(Dataset entries)
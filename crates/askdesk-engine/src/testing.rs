//! Stub collaborators for engine tests.

use askdesk_core::error::{AskDeskError, Result};
use askdesk_core::traits::{Encoder, GenerateParams, MissedQueryLog, Provider, SnippetSource};
use async_trait::async_trait;
use chrono::{DateTime, Utc};
use std::collections::{HashMap, HashSet};
use std::sync::Mutex;
use std::sync::atomic::{AtomicUsize, Ordering};

/// Encoder backed by a lookup table. Unknown texts map to `fallback`.
pub struct MapEncoder {
    dims: usize,
    vectors: HashMap<String, Vec<f32>>,
    fallback: Vec<f32>,
    fail_on: HashSet<String>,
}

impl MapEncoder {
    pub fn new(fallback: Vec<f32>) -> Self {
        Self {
            dims: fallback.len(),
            vectors: HashMap::new(),
            fallback,
            fail_on: HashSet::new(),
        }
    }

    pub fn with(mut self, text: &str, vector: Vec<f32>) -> Self {
        self.vectors.insert(text.to_string(), vector);
        self
    }

    pub fn failing_on(mut self, text: &str) -> Self {
        self.fail_on.insert(text.to_string());
        self
    }
}

#[async_trait]
impl Encoder for MapEncoder {
    fn name(&self) -> &str {
        "map"
    }

    fn dimensions(&self) -> usize {
        self.dims
    }

    async fn encode(&self, text: &str) -> Result<Vec<f32>> {
        if self.fail_on.contains(text) {
            return Err(AskDeskError::Encoder(format!("cannot encode {text}")));
        }
        Ok(self.vectors.get(text).cloned().unwrap_or_else(|| self.fallback.clone()))
    }
}

/// Snippet source that returns a fixed page, or fails when `page` is `None`.
pub struct StubSnippet {
    pub page: Option<String>,
    pub calls: AtomicUsize,
}

impl StubSnippet {
    pub fn page(text: &str) -> Self {
        Self {
            page: Some(text.to_string()),
            calls: AtomicUsize::new(0),
        }
    }

    pub fn down() -> Self {
        Self {
            page: None,
            calls: AtomicUsize::new(0),
        }
    }
}

#[async_trait]
impl SnippetSource for StubSnippet {
    fn provenance(&self) -> &str {
        "hirebie.com"
    }

    async fn fetch(&self, _identifier: &str) -> Result<String> {
        self.calls.fetch_add(1, Ordering::SeqCst);
        self.page
            .clone()
            .ok_or_else(|| AskDeskError::ExternalFetch("connection refused".into()))
    }
}

/// Provider that returns a fixed reply, or fails when `reply` is `None`.
pub struct StubProvider {
    pub reply: Option<String>,
    pub calls: AtomicUsize,
    pub last: Mutex<Option<(String, String, GenerateParams)>>,
}

impl StubProvider {
    pub fn replying(text: &str) -> Self {
        Self {
            reply: Some(text.to_string()),
            calls: AtomicUsize::new(0),
            last: Mutex::new(None),
        }
    }

    pub fn failing() -> Self {
        Self {
            reply: None,
            calls: AtomicUsize::new(0),
            last: Mutex::new(None),
        }
    }
}

#[async_trait]
impl Provider for StubProvider {
    fn name(&self) -> &str {
        "stub"
    }

    async fn generate(
        &self,
        system_prompt: &str,
        user_query: &str,
        params: &GenerateParams,
    ) -> Result<String> {
        self.calls.fetch_add(1, Ordering::SeqCst);
        *self.last.lock().unwrap() = Some((
            system_prompt.to_string(),
            user_query.to_string(),
            params.clone(),
        ));
        self.reply
            .clone()
            .ok_or_else(|| AskDeskError::Generative("insufficient_quota".into()))
    }
}

#[derive(Default)]
pub struct RecordingLog {
    pub queries: Mutex<Vec<(String, DateTime<Utc>)>>,
}

impl RecordingLog {
    pub fn logged(&self) -> Vec<String> {
        self.queries
            .lock()
            .unwrap()
            .iter()
            .map(|(q, _)| q.clone())
            .collect()
    }
}

impl MissedQueryLog for RecordingLog {
    fn record(&self, query: &str, at: DateTime<Utc>) {
        self.queries.lock().unwrap().push((query.to_string(), at));
    }
}

/// Accepts connections and never answers. Returns its base URL.
pub async fn silent_server() -> String {
    let listener = tokio::net::TcpListener::bind("127.0.0.1:0").await.unwrap();
    let addr = listener.local_addr().unwrap();
    tokio::spawn(async move {
        let mut held = Vec::new();
        while let Ok((socket, _)) = listener.accept().await {
            held.push(socket);
        }
    });
    format!("http://{addr}")
}
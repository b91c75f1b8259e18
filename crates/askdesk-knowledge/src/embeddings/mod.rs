//! Embedding encoders and the factory that picks one from config.

mod hashing;
#[cfg(feature = "onnx")]
mod onnx;
mod remote;
#[cfg(feature = "onnx")]
mod wordpiece;

pub use hashing::HashingEncoder;
#[cfg(feature = "onnx")]
pub use onnx::OnnxEncoder;
pub use remote::{RemoteEncoder, RemoteKind};

use askdesk_core::config::EmbeddingConfig;
use askdesk_core::traits::Encoder;
use std::sync::Arc;

/// Initialize the configured encoder.
///
/// `None` means the model is unavailable (disabled, unknown, or failed to
/// initialize); callers treat that as `ModelUnavailable` and skip semantic
/// matching instead of aborting.
pub async fn create_encoder(config: &EmbeddingConfig) -> Option<Arc<dyn Encoder>> {
    let kind = match config.provider.as_str() {
        "hashing" => {
            tracing::info!("🧮 Using hashing encoder ({} dims)", config.dimensions);
            return Some(Arc::new(HashingEncoder::new(config.dimensions)));
        }
        "none" | "" => {
            tracing::info!("⏭️ Embedding encoder disabled");
            return None;
        }
        "onnx" => return load_onnx(config),
        "openai" => RemoteKind::OpenAi,
        "ollama" => RemoteKind::Ollama,
        other => {
            tracing::warn!("⚠️ Unknown embedding provider '{other}', semantic matching disabled");
            return None;
        }
    };

    match RemoteEncoder::connect(kind, config).await {
        Ok(encoder) => {
            tracing::info!(
                "✅ Embedding model ready ({}, {}, {} dims)",
                encoder.name(),
                config.model,
                encoder.dimensions()
            );
            Some(Arc::new(encoder))
        }
        Err(e) => {
            tracing::warn!("⚠️ Embedding model loading failed: {e}");
            None
        }
    }
}

#[cfg(feature = "onnx")]
fn load_onnx(config: &EmbeddingConfig) -> Option<Arc<dyn Encoder>> {
    let dir = askdesk_core::config::expand_path(&config.model);
    match OnnxEncoder::load(&dir, config.dimensions) {
        Ok(encoder) => {
            tracing::info!("✅ Local ONNX model ready ({}, {} dims)", dir.display(), config.dimensions);
            Some(Arc::new(encoder))
        }
        Err(e) => {
            tracing::warn!("⚠️ Embedding model loading failed: {e}");
            None
        }
    }
}

#[cfg(not(feature = "onnx"))]
fn load_onnx(_config: &EmbeddingConfig) -> Option<Arc<dyn Encoder>> {
    tracing::warn!("⚠️ Built without the `onnx` feature, semantic matching disabled");
    None
}

#[cfg(test)]
mod tests {
    use super::*;

    #[tokio::test]
    async fn test_factory_choices() {
        let hashing = create_encoder(&EmbeddingConfig::default()).await;
        assert_eq!(hashing.map(|e| e.name().to_string()).as_deref(), Some("hashing"));

        let none = EmbeddingConfig {
            provider: "none".into(),
            ..Default::default()
        };
        assert!(create_encoder(&none).await.is_none());

        let unknown = EmbeddingConfig {
            provider: "word2vec".into(),
            ..Default::default()
        };
        assert!(create_encoder(&unknown).await.is_none());
    }

    #[tokio::test]
    async fn test_onnx_without_model_is_unavailable() {
        let dir = tempfile::tempdir().unwrap();
        let onnx = EmbeddingConfig {
            provider: "onnx".into(),
            model: dir.path().display().to_string(),
            ..Default::default()
        };
        assert!(create_encoder(&onnx).await.is_none());
    }
}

▸ **TASK STATEMENT**
Print again the lines of the entries above that fall between the line holding "pub struct RecordingLog" and the line holding "filename crates/askdesk-knowledge/src/embeddings/mod.rs", inclusive, exactly as they stand.

▸ **ANSWER TO THIS TASK**
pub struct RecordingLog {
    pub queries: Mutex<Vec<(String, DateTime<Utc>)>>,
}

impl RecordingLog {
    pub fn logged(&self) -> Vec<String> {
        self.queries
            .lock()
            .unwrap()
            .iter()
            .map(|(q, _)| q.clone())
            .collect()
    }
}

impl MissedQueryLog for RecordingLog {
    fn record(&self, query: &str, at: DateTime<Utc>) {
        self.queries.lock().unwrap().push((query.to_string(), at));
    }
}

/// Accepts connections and never answers. Returns its base URL.
pub async fn silent_server() -> String {
    let listener = tokio::net::TcpListener::bind("127.0.0.1:0").await.unwrap();
    let addr = listener.local_addr().unwrap();
    tokio::spawn(async move {
        let mut held = Vec::new();
        while let Ok((socket, _)) = listener.accept().await {
            held.push(socket);
        }
    });
    format!("http://{addr}")
}
repository b91c75f1b8259e18
filename crates/askdesk-knowledge/src/embeddings/mod.rs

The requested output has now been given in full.